Es geht wie immer nicht darum, dich für deine Vorstellungen an den Pranger zu stellen. Es ist okay, was du denkst und fühlst. Wir alle wurden von Kindesbeinen an auf bestimmte Ideale getrimmt. Es geht hier um die Bewusstmachung, um „Selbst-Bewusstsein“. Du kannst etwas verändern, wenn du unter deinem Aussehen massiv leidest. Du darfst alles mit deinem Körper machen. Es ist dein Körper. Aber beginne damit, einen Schritt auf dich zuzugehen. Du hast vielleicht viel gelitten unter dem Druck der gesellschaftlichen Norm. Wenn wir aber nicht selbst auf uns zugehen – auch in kleinen Schritten –, wer wird es dann tun?
Wir können etwas verändern in Bezug darauf, wie die Gesellschaft Schönheitsideale deiniert. Aber die Bewusstmachung, wie viel wir von diesem Druck auf uns selbst anwenden und übernommen haben, beginnt bei uns. Dazu müssen wir ein wenig in dem wühlen, was diesen Druck bei uns auslöst. Wir glauben fest daran, dass wir die Geschichte, die man uns erzählt hat, umschreiben können. Dazu müssen wir sie aber kennen.

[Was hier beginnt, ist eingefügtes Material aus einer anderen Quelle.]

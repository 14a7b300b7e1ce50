//! Instruction decoder.
//!
//! Every instruction starts with a little-endian 16-bit word whose low
//! two bits select one of four groups:
//!
//! ```text
//!   00  register-register     [src:3][dst:3][size:2][op:6]      00
//!   01  register-memory       [addr:3][reg:3][size:2][load:1][op:5] 01
//!   10  unary register        (subgroup 00 in bits 2-3)
//!       unary memory          (subgroup 01)
//!       branch                (subgroup 10)
//!       nullary               (subgroup 11)
//!   11  single-byte           (subgroup 11 only)
//! ```
//!
//! Displacements for IX, IY and SP based memory operands come straight
//! after the opcode word, followed by any direct address and finally any
//! immediate.

use crate::bus::Bus;
use crate::config::Timing;
use crate::err::{BusError, CpuError, EncodingError, Field, Format};
use crate::instr::{Condition, DecodedOperation, Form, Operand, OperandSize, Operation};
use crate::registers::RegisterTarget;

const IMMEDIATE_CODE: u16 = 0b111;

/// Pulls instruction bytes off the bus, remembering every byte and the
/// cycles each fetch cost.
struct Fetcher<'a, B: Bus + ?Sized> {
    bus: &'a mut B,
    timing: &'a Timing,
    base: u32,
    bytes: Vec<u8>,
    cycles: u32,
}

impl<'a, B: Bus + ?Sized> Fetcher<'a, B> {
    fn new(bus: &'a mut B, timing: &'a Timing, base: u32) -> Self {
        Fetcher {
            bus,
            timing,
            base,
            bytes: Vec::with_capacity(8),
            cycles: 0,
        }
    }

    fn fetch(&mut self, size: OperandSize) -> Result<u32, BusError> {
        let address = self.base.wrapping_add(self.bytes.len() as u32);
        let mut buf = [0u8; 4];
        self.bus.read_bytes(address, &mut buf[..size.bytes()])?;
        self.bytes.extend_from_slice(&buf[..size.bytes()]);
        self.cycles += self.timing.memory_cycles(address, size);
        Ok(u32::from_le_bytes(buf))
    }

    fn fetch_displacement(&mut self) -> Result<i16, BusError> {
        Ok(self.fetch(OperandSize::Word)? as u16 as i16)
    }

    fn finish(self, form: Form) -> DecodedOperation {
        DecodedOperation::new(self.base, self.bytes, form, self.cycles)
    }
}

fn field(word: u16, lsb: u32, len: u32) -> u16 {
    (word >> lsb) & ((1 << len) - 1)
}

fn unassigned(format: Format, field: Field, value: u16) -> EncodingError {
    EncodingError::UnassignedSelector {
        format,
        field,
        value,
    }
}

fn illegal(format: Format, field: Field) -> EncodingError {
    EncodingError::IllegalRegisterCode { format, field }
}

/// Register named by a three-bit code at the given operand size.
fn data_register(code: u16, size: OperandSize) -> Option<RegisterTarget> {
    use RegisterTarget::*;
    let target = match (size, code) {
        (OperandSize::DWord, _) => return address_register(code),
        (_, 0) => A,
        (_, 1) => B,
        (_, 2) => C,
        (_, 3) => D,
        (_, 4) => E,
        (_, 5) => H,
        (_, 6) => L,
        _ => return None,
    };
    Some(target)
}

/// Register used to form a memory address. Always a 32-bit pair.
fn address_register(code: u16) -> Option<RegisterTarget> {
    use RegisterTarget::*;
    let target = match code {
        0 => AF,
        1 => BC,
        2 => DE,
        3 => HL,
        4 => IX,
        5 => IY,
        6 => SP,
        _ => return None,
    };
    Some(target)
}

fn takes_displacement(target: RegisterTarget) -> bool {
    matches!(
        target,
        RegisterTarget::IX | RegisterTarget::IY | RegisterTarget::SP
    )
}

fn decode_size(word: u16, format: Format) -> Result<OperandSize, EncodingError> {
    let code = field(word, 8, 2);
    OperandSize::from_code(code).ok_or_else(|| unassigned(format, Field::Size, code))
}

fn memory_operand<B: Bus + ?Sized>(f: &mut Fetcher<B>, code: u16) -> Result<Operand, BusError> {
    match address_register(code) {
        Some(target) => {
            let displacement = if takes_displacement(target) {
                Some(f.fetch_displacement()?)
            } else {
                None
            };
            Ok(Operand::indirect_register(target, displacement))
        }
        None => Ok(Operand::indirect_immediate(f.fetch(OperandSize::DWord)?)),
    }
}

fn register_or_immediate<B: Bus + ?Sized>(
    f: &mut Fetcher<B>,
    code: u16,
    size: OperandSize,
) -> Result<Operand, BusError> {
    match data_register(code, size) {
        Some(target) => Ok(Operand::register(target)),
        None => Ok(Operand::immediate(f.fetch(size)?)),
    }
}

/// Selector shared by the register-register and register-memory formats.
fn binary_operation(code: u16) -> Option<Operation> {
    use Operation::*;
    let operation = match code {
        0 => Ld,
        1 => Ex,
        2 => Add,
        3 => Adc,
        4 => Sub,
        5 => Sbc,
        6 => Cp,
        7 => And,
        8 => Or,
        9 => Xor,
        10 => Tst,
        11 => Bit,
        12 => Set,
        13 => Res,
        14 => Rlc,
        15 => Rrc,
        16 => Rl,
        17 => Rr,
        18 => Sla,
        19 => Sra,
        20 => Srl,
        _ => return None,
    };
    Some(operation)
}

fn unary_operation(code: u16) -> Option<Operation> {
    use Operation::*;
    let operation = match code {
        0 => ExAlt,
        1 => Exh,
        2 => Push,
        3 => Pop,
        4 => Inc,
        5 => Dec,
        6 => Neg,
        7 => Ext,
        8 => Mlt,
        9 => Div,
        10 => Sdiv,
        11 => Cpl,
        _ => return None,
    };
    Some(operation)
}

fn branch_operation(code: u16) -> Option<Operation> {
    use Operation::*;
    let operation = match code {
        0 => Jp,
        1 => JrS8,
        2 => Jr,
        3 => Call,
        4 => CallrS8,
        5 => Callr,
        6 => Ret,
        7 => Reti,
        8 => Retn,
        _ => return None,
    };
    Some(operation)
}

fn block_operation(code: u16) -> Option<Operation> {
    use Operation::*;
    let operation = match code {
        0 => Ldi,
        1 => Ldir,
        2 => Ldd,
        3 => Lddr,
        4 => Cpi,
        5 => Cpir,
        6 => Cpd,
        7 => Cpdr,
        8 => Tsi,
        9 => Tsir,
        10 => Tsd,
        11 => Tsdr,
        12 => Ini,
        13 => Inir,
        14 => Ind,
        15 => Indr,
        16 => Outi,
        17 => Otir,
        18 => Outd,
        19 => Otdr,
        _ => return None,
    };
    Some(operation)
}

fn register_register<B: Bus + ?Sized>(f: &mut Fetcher<B>, word: u16) -> Result<Form, CpuError> {
    const FORMAT: Format = Format::RegisterRegister;

    let code = field(word, 2, 6);
    let operation =
        binary_operation(code).ok_or_else(|| unassigned(FORMAT, Field::Operation, code))?;
    let size = decode_size(word, FORMAT)?;

    let dst = field(word, 10, 3);
    let destination = data_register(dst, size).ok_or_else(|| illegal(FORMAT, Field::Destination))?;

    let src = field(word, 13, 3);
    if src == IMMEDIATE_CODE && operation == Operation::Ex {
        return Err(illegal(FORMAT, Field::Source).into());
    }
    let source = register_or_immediate(f, src, size)?;

    Ok(Form::new(operation, size)
        .sized()
        .with_operand1(Operand::register(destination))
        .with_operand2(source))
}

fn register_memory<B: Bus + ?Sized>(f: &mut Fetcher<B>, word: u16) -> Result<Form, CpuError> {
    const FORMAT: Format = Format::RegisterMemory;

    let code = field(word, 2, 5);
    let load = field(word, 7, 1) == 1;
    let operation = match code {
        21 if load => Operation::In,
        21 => Operation::Out,
        _ => binary_operation(code)
            .ok_or_else(|| unassigned(FORMAT, Field::Operation, code))?,
    };
    let size = decode_size(word, FORMAT)?;
    let reg = field(word, 10, 3);
    let addr = field(word, 13, 3);

    if reg == IMMEDIATE_CODE && (load || operation == Operation::Ex) {
        return Err(illegal(FORMAT, Field::Register).into());
    }

    let memory = memory_operand(f, addr)?;
    let register = register_or_immediate(f, reg, size)?;

    let form = Form::new(operation, size).sized();
    if load {
        Ok(form.with_operand1(register).with_operand2(memory))
    } else {
        Ok(form.with_operand1(memory).with_operand2(register))
    }
}

fn unary_selector(word: u16) -> u16 {
    field(word, 4, 4) | (field(word, 13, 3) << 4)
}

fn unary_register(word: u16) -> Result<Form, CpuError> {
    const FORMAT: Format = Format::UnaryRegister;

    let code = unary_selector(word);
    let operation =
        unary_operation(code).ok_or_else(|| unassigned(FORMAT, Field::Operation, code))?;
    let size = decode_size(word, FORMAT)?;
    if operation == Operation::ExAlt && size == OperandSize::Byte {
        return Err(unassigned(FORMAT, Field::Size, field(word, 8, 2)).into());
    }

    let reg = field(word, 10, 3);
    let target = data_register(reg, size).ok_or_else(|| illegal(FORMAT, Field::Register))?;

    Ok(Form::new(operation, size)
        .sized()
        .with_operand1(Operand::register(target)))
}

fn unary_memory<B: Bus + ?Sized>(f: &mut Fetcher<B>, word: u16) -> Result<Form, CpuError> {
    const FORMAT: Format = Format::UnaryMemory;

    let code = unary_selector(word);
    let operation = match unary_operation(code) {
        Some(Operation::ExAlt) | None => {
            return Err(unassigned(FORMAT, Field::Operation, code).into())
        }
        Some(operation) => operation,
    };
    let size = decode_size(word, FORMAT)?;
    let memory = memory_operand(f, field(word, 10, 3))?;

    Ok(Form::new(operation, size).sized().with_operand1(memory))
}

fn branch<B: Bus + ?Sized>(f: &mut Fetcher<B>, word: u16) -> Result<Form, CpuError> {
    const FORMAT: Format = Format::Branch;

    let code = field(word, 4, 5);
    let operation =
        branch_operation(code).ok_or_else(|| unassigned(FORMAT, Field::Operation, code))?;
    let cond = field(word, 9, 4);
    let condition =
        Condition::from_code(cond).ok_or_else(|| unassigned(FORMAT, Field::Condition, cond))?;
    let target = field(word, 13, 3);

    let size = match operation {
        Operation::Ret | Operation::Reti | Operation::Retn => {
            if target != 0 {
                return Err(unassigned(FORMAT, Field::Target, target).into());
            }
            return Ok(Form::new(operation, OperandSize::DWord).with_condition(condition));
        }
        Operation::JrS8 | Operation::CallrS8 => OperandSize::Byte,
        Operation::Jr | Operation::Callr => OperandSize::Word,
        _ => OperandSize::DWord,
    };

    let operand = register_or_immediate(f, target, size)?;
    Ok(Form::new(operation, size)
        .with_condition(condition)
        .with_operand1(operand))
}

fn nullary<B: Bus + ?Sized>(f: &mut Fetcher<B>, word: u16) -> Result<Form, CpuError> {
    use Operation::*;
    use RegisterTarget as R;
    const FORMAT: Format = Format::Nullary;

    let family = field(word, 4, 4);
    let selector = field(word, 8, 8);
    let unknown = || unassigned(FORMAT, Field::Operation, selector);

    let form = match family {
        0 => {
            let code = field(word, 10, 6);
            let operation = block_operation(code)
                .ok_or_else(|| unassigned(FORMAT, Field::Operation, code))?;
            Form::new(operation, decode_size(word, FORMAT)?).sized()
        }
        1 => match selector {
            0 => Form::new(Exx, OperandSize::DWord),
            1 => Form::new(Exi, OperandSize::DWord),
            _ => return Err(unknown().into()),
        },
        2 => match selector {
            0 => {
                let vector = f.fetch(OperandSize::Byte)?;
                Form::new(Rst, OperandSize::Byte).with_operand1(Operand::immediate(vector))
            }
            1 => Form::new(Halt, OperandSize::Byte),
            _ => return Err(unknown().into()),
        },
        3 => match selector {
            0 => Form::new(Daa, OperandSize::Byte),
            1 => Form::new(Rld, OperandSize::Byte),
            2 => Form::new(Rrd, OperandSize::Byte),
            _ => return Err(unknown().into()),
        },
        4 => match selector {
            0 => Form::new(Ei, OperandSize::Byte),
            1 => Form::new(Di, OperandSize::Byte),
            2 => Form::new(Im1, OperandSize::Byte),
            3 => Form::new(Im2, OperandSize::Byte),
            4 => Form::new(Ccf, OperandSize::Byte),
            5 => Form::new(Scf, OperandSize::Byte),
            6 => {
                let value = f.fetch(OperandSize::DWord)?;
                Form::new(LdINn, OperandSize::DWord)
                    .with_operand1(Operand::register(R::I))
                    .with_operand2(Operand::immediate(value))
            }
            7 => Form::new(LdRA, OperandSize::Word)
                .with_operand1(Operand::register(R::R))
                .with_operand2(Operand::register(R::A)),
            8 => Form::new(LdAR, OperandSize::Word)
                .with_operand1(Operand::register(R::A))
                .with_operand2(Operand::register(R::R)),
            _ => return Err(unknown().into()),
        },
        _ => return Err(unassigned(FORMAT, Field::Family, family).into()),
    };
    Ok(form)
}

fn single_byte(word: u16) -> Result<Form, CpuError> {
    const FORMAT: Format = Format::SingleByte;

    let subgroup = field(word, 2, 2);
    if subgroup != 0b11 {
        return Err(unassigned(FORMAT, Field::Subgroup, subgroup).into());
    }

    let displacement = field(word, 4, 8);
    let code = field(word, 12, 4);
    let operation = match code {
        0 if displacement != 0 => {
            return Err(unassigned(FORMAT, Field::Displacement, displacement).into())
        }
        0 => return Ok(Form::new(Operation::Nop, OperandSize::Byte)),
        1 => Operation::Djnz,
        2 => Operation::Janz,
        _ => return Err(unassigned(FORMAT, Field::Operation, code).into()),
    };

    let displacement = Operand::immediate(u32::from(displacement));
    Ok(Form::new(operation, OperandSize::Byte).with_operand1(displacement))
}

/// Decode the instruction at `address`. Reads only; touches no CPU state.
pub fn decode<B: Bus + ?Sized>(
    bus: &mut B,
    timing: &Timing,
    address: u32,
) -> Result<DecodedOperation, CpuError> {
    let mut f = Fetcher::new(bus, timing, address);
    let word = f.fetch(OperandSize::Word)? as u16;

    let form = match word & 0b11 {
        0b00 => register_register(&mut f, word)?,
        0b01 => register_memory(&mut f, word)?,
        0b10 => match field(word, 2, 2) {
            0b00 => unary_register(word)?,
            0b01 => unary_memory(&mut f, word)?,
            0b10 => branch(&mut f, word)?,
            _ => nullary(&mut f, word)?,
        },
        _ => single_byte(word)?,
    };

    Ok(f.finish(form))
}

4. Trenne deinen Körper von deinem Wert
Das ist schwer, wir wissen das. Ja, es ist radikal. Aber es ist essenziell. Egal, wie du gestern, heute oder morgen aussehen wirst:
Ein bestimmter Körper MACHT DICH NICHT zu einer mehr oder weniger wertvollen Person.
Es macht dich nicht zu einem Menschen, der mehr oder weniger Respekt verdient hat. Wenn wir lernen wollen, unseren Körper zu akzeptieren (und vielleicht sogar irgendwann zu lieben – an manchen Tagen), müssen wir uns selbst als wertvoll anerkennen. Egal, welche Kleidergröße wir tragen, egal, wie unsere Haut aussieht, egal, ob wir schwarz oder weiß, groß oder klein, voller Narben oder Pickel sind. Die Akzeptanz des Körpers hat im eigentlichen Sinne wenig mit dem Körper an sich zu tun. Das mag sich seltsam anhören, es ist aber so. Der wichtigste Schritt ist, die Person, die in diesem Körper wohnt, die Seele, die du bist, deine Wünsche und Träume und Hoffnungen, deine Gutherzigkeit, deinen Willen, deine Stärke, deine Sensibilität, deine Macken, dein Licht und deine Schatten als wertvoll anzuerkennen.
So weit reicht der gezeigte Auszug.